Individual Cargo clients have moved to the sparse registry protocol that can cope with the scale (99% of crates.io requests are from 1.70+ where it's the default ). However, other consumers like mirrors of the registry need to track all the updates. So far the
git
-based protocol could be used for tracking changes, but it's getting more and more painful to use.
The git
-based registry protocol is already close to a breaking point. I don't think it will survive in its current form more than a couple more years. The registry already has to regularly squash git history of the master
branch to keep its size reasonable. Shallow fetch
is becoming unusable — it churns through so many git objects, that the git
's automatic garbage collection is starting to get stuck due to "too many unreachable loose objects".
At the same time, ability to effectively mirror and cache crates.io is going to become important. The crates.io traffic keeps doubling every year.
Caching of the sparse index is a unique challenge: most index URLs don't change for weeks or months, but when they do change, users would like to see the changes within seconds. The best way to implement that is by having long-lived cache and actively purge updated URLs. That's what crates.io itself does. Other caches/mirrors need to be able to track registry changes in near real time to implement this too.

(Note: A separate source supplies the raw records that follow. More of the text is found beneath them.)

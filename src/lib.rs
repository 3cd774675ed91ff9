pub mod actions;
pub mod api;
pub mod arguments;
pub mod auth;
pub mod config;
pub mod console;
pub mod errors;
pub mod global;
pub mod logger;
pub mod poller;
pub mod realtime;
pub mod recommendations;
pub mod render;
pub mod run;
pub mod sequencer;
pub mod types;
pub mod utils;

pub use api::ApiClient;
pub use auth::{ AuthSession, TokenProvider };
pub use config::Config;
pub use errors::{ DashboardError, Result };
pub use poller::StatusPoller;
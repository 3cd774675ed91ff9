use anyhow::{ Context, Result };
use serde::{ Deserialize, Serialize };
use std::fs;
use std::path::Path;

#[derive(Debug, Clone, Serialize, Deserialize)]
pub struct Config {
    pub backend: BackendConfig,
    pub firebase: FirebaseConfig,
    #[serde(default)]
    pub polling: PollingConfig,
}

#[derive(Debug, Clone, Serialize, Deserialize)]
pub struct BackendConfig {
    pub base_url: String,
    #[serde(default = "default_timeout_secs")]
    pub request_timeout_secs: u64,
}

#[derive(Debug, Clone, Serialize, Deserialize)]
pub struct FirebaseConfig {
    pub api_key: String,
    pub email: String,
    pub password: String,
    /// Realtime database root, used for support/payment writes
    pub database_url: String,
}

#[derive(Debug, Clone, Serialize, Deserialize)]
pub struct PollingConfig {
    pub status_interval_secs: u64,
    /// Full dashboard refresh happens on wall-clock minutes divisible by this
    pub dashboard_minute_mark: u32,
    pub token_refresh_minutes: u64,
}

fn default_timeout_secs() -> u64 {
    15
}

impl Default for PollingConfig {
    fn default() -> Self {
        Self {
            status_interval_secs: 30,
            dashboard_minute_mark: 5,
            token_refresh_minutes: 50,
        }
    }
}

impl Default for Config {
    fn default() -> Self {
        Self {
            backend: BackendConfig {
                base_url: "https://api.ezyago.com".to_string(),
                request_timeout_secs: default_timeout_secs(),
            },
            firebase: FirebaseConfig {
                api_key: String::new(),
                email: String::new(),
                password: String::new(),
                database_url: "https://ezyago-default-rtdb.firebaseio.com".to_string(),
            },
            polling: PollingConfig::default(),
        }
    }
}

impl Config {
    pub fn load(path: &str) -> Result<Self> {
        if !Path::new(path).exists() {
            let default_config = Self::default();
            default_config.save(path)?;
            anyhow::bail!(
                "Config file not found - wrote a template to {}. Fill in firebase credentials and restart.",
                path
            );
        }

        let content = fs
            ::read_to_string(path)
            .with_context(|| format!("Failed to read config file: {}", path))?;

        let config: Self = serde_json
            ::from_str(&content)
            .with_context(|| format!("Failed to parse config file: {}", path))?;

        // Validate required fields
        if config.firebase.api_key.is_empty() {
            return Err(anyhow::anyhow!("firebase.api_key is required in config"));
        }
        if config.firebase.email.is_empty() || config.firebase.password.is_empty() {
            return Err(anyhow::anyhow!("firebase.email and firebase.password are required in config"));
        }
        if config.backend.base_url.is_empty() {
            return Err(anyhow::anyhow!("backend.base_url is required in config"));
        }

        Ok(config)
    }

    pub fn save(&self, path: &str) -> Result<()> {
        let content = serde_json
            ::to_string_pretty(self)
            .with_context(|| "Failed to serialize config")?;

        fs::write(path, content).with_context(|| format!("Failed to write config file: {}", path))?;

        Ok(())
    }
}

#[cfg(test)]
mod tests {
    use super::*;

    fn filled_config() -> Config {
        let mut config = Config::default();
        config.firebase.api_key = "AIzaTestKey".to_string();
        config.firebase.email = "trader@ezyago.com".to_string();
        config.firebase.password = "hunter2".to_string();
        config
    }

    #[test]
    fn test_roundtrip() {
        let dir = tempfile::tempdir().unwrap();
        let path = dir.path().join("config.json");
        let path = path.to_str().unwrap();

        let config = filled_config();
        config.save(path).unwrap();

        let loaded = Config::load(path).unwrap();
        assert_eq!(loaded.firebase.email, "trader@ezyago.com");
        assert_eq!(loaded.backend.base_url, "https://api.ezyago.com");
        assert_eq!(loaded.polling.status_interval_secs, 30);
        assert_eq!(loaded.polling.dashboard_minute_mark, 5);
        assert_eq!(loaded.polling.token_refresh_minutes, 50);
    }

    #[test]
    fn test_missing_file_writes_template() {
        let dir = tempfile::tempdir().unwrap();
        let path = dir.path().join("config.json");
        let path = path.to_str().unwrap();

        // First load writes the template and errors out
        assert!(Config::load(path).is_err());
        assert!(Path::new(path).exists());

        // Template is still rejected until credentials are filled in
        assert!(Config::load(path).is_err());
    }

    #[test]
    fn test_missing_credentials_rejected() {
        let dir = tempfile::tempdir().unwrap();
        let path = dir.path().join("config.json");
        let path = path.to_str().unwrap();

        let mut config = filled_config();
        config.firebase.password = String::new();
        config.save(path).unwrap();

        assert!(Config::load(path).is_err());
    }
}
/// Startup and orchestration.
///
/// Sign in, take an initial snapshot (with the degraded fallback chain),
/// render once, then hand control to the poller and the interactive
/// console until quit or Ctrl+C.
use anyhow::{ Context, Result };
use std::sync::Arc;

use crate::api::ApiClient;
use crate::arguments;
use crate::auth::{ AuthSession, TokenProvider };
use crate::config::Config;
use crate::console::Console;
use crate::global;
use crate::logger::{ self, LogTag };
use crate::poller::{ self, StatusPoller };
use crate::render;
use crate::types::DashboardData;

pub async fn run() -> Result<()> {
    logger::header("starting");
    arguments::print_debug_info();

    let config_path = arguments::get_config_path();
    let config = Config::load(&config_path)?;
    logger::info(LogTag::Config, &format!("⚙️ Config loaded from {}", config_path));

    let session = Arc::new(AuthSession::new(&config.firebase.api_key));
    session
        .sign_in(&config.firebase.email, &config.firebase.password)
        .await
        .context("Firebase sign-in failed")?;
    session.start_refresh_loop(config.polling.token_refresh_minutes).await;

    let client = Arc::new(
        ApiClient::new(
            &config.backend.base_url,
            Arc::clone(&session),
            config.backend.request_timeout_secs,
        )
        .context("Failed to build HTTP client")?,
    );

    initial_load(&client).await;
    println!("{}", render::render_dashboard(&global::get_snapshot()));

    if arguments::is_once_mode() {
        session.sign_out().await;
        return Ok(());
    }

    ctrlc
        ::set_handler(|| {
            global::request_shutdown();
        })
        .context("Failed to install Ctrl+C handler")?;

    let poller = StatusPoller::new();
    poller.start(Arc::clone(&client), &config.polling);

    let mut console = Console::new(Arc::clone(&client), Arc::clone(&session), &config);
    console.run().await;

    logger::separator();
    logger::info(LogTag::System, "🛑 Shutting down");
    global::request_shutdown();
    poller.stop();
    session.sign_out().await;
    Ok(())
}

/// Initial snapshot with the degraded fallback chain: the aggregate
/// endpoint first, then individual profile/stats fetches, and finally an
/// all-defaults placeholder so the first render always succeeds.
async fn initial_load<P: TokenProvider>(client: &ApiClient<P>) {
    match client.get_dashboard_data().await {
        Ok(data) => {
            global::update_dashboard(data);
        }
        Err(e) => {
            logger::warning(
                LogTag::Api,
                &format!("⚠️ Aggregate dashboard fetch failed, trying piecewise: {}", e),
            );

            let mut partial = DashboardData::default();
            let mut recovered = false;
            match client.get_profile().await {
                Ok(profile) => {
                    partial.profile = profile;
                    recovered = true;
                }
                Err(e) => logger::warning(LogTag::Api, &format!("⚠️ Profile fetch failed: {}", e)),
            }
            match client.get_stats().await {
                Ok(stats) => {
                    partial.stats = stats;
                    recovered = true;
                }
                Err(e) => logger::warning(LogTag::Api, &format!("⚠️ Stats fetch failed: {}", e)),
            }

            if recovered {
                global::update_dashboard(partial);
            } else {
                logger::warning(
                    LogTag::Render,
                    "⚠️ No server data available, rendering placeholder dashboard",
                );
            }
        }
    }

    poller::poll_bot_status(client).await;
    poller::poll_positions(client).await;
}

#[cfg(test)]
mod tests {
    use super::*;
    use crate::api::testkit::{ lock_global_state, scripted_server, static_provider };

    #[tokio::test]
    async fn test_initial_load_falls_back_to_profile_and_stats() {
        let _state = lock_global_state();

        // Aggregate endpoint is down; the narrower fetches still work
        let base = scripted_server(vec![
            (500, r#"{"detail": "internal error"}"#),
            (200, r#"{"email": "trader@ezyago.com", "full_name": "Ayşe Demir"}"#),
            (200, r#"{"totalTrades": 42, "totalPnl": 12.5}"#),
        ])
        .await;
        let client = ApiClient::new(&base, static_provider(), 5).unwrap();

        initial_load(&client).await;

        let snapshot = global::get_snapshot();
        let dashboard = snapshot.dashboard.expect("fallback data recorded");
        assert_eq!(dashboard.profile.email.as_deref(), Some("trader@ezyago.com"));
        assert_eq!(dashboard.stats.total_trades, 42);
        assert!((dashboard.stats.total_pnl - 12.5).abs() < f64::EPSILON);
    }
}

Currently crates.io has RSS feeds with the latest registry changes. This can work, but it's not ideal:
- The feeds don't guarantee having history beyond the last 1 hour. If a mirror is offline for more than 1 hour, it has no way to catch up, and needs to mark all of its cache as stale (e.g. this is a problem for CI runners that are woken up as needed).
- RSS is not the most compact format, and the feeds have extra information for human consumption, so making them much longer would start wasting significant amount of bandwidth.
- There's no way to enumerate all crate names and efficiently get additional metadata. Getting publication times for all versions requires lots of API requests (currently takes 2 days if respecting crates.io rate limit, 6-8 days if also getting owners/publishers).
- The feeds are not an official part of the registry protocol, so there's no solution for 3rd-party sparse registries.
I've proposed having an incremental changelog in the sparse registry protocol. It wasn't worth doing it at the time, but after 6 doublings of the registry's traffic, it may be time to revisit it, and prepare for the git index to be retired.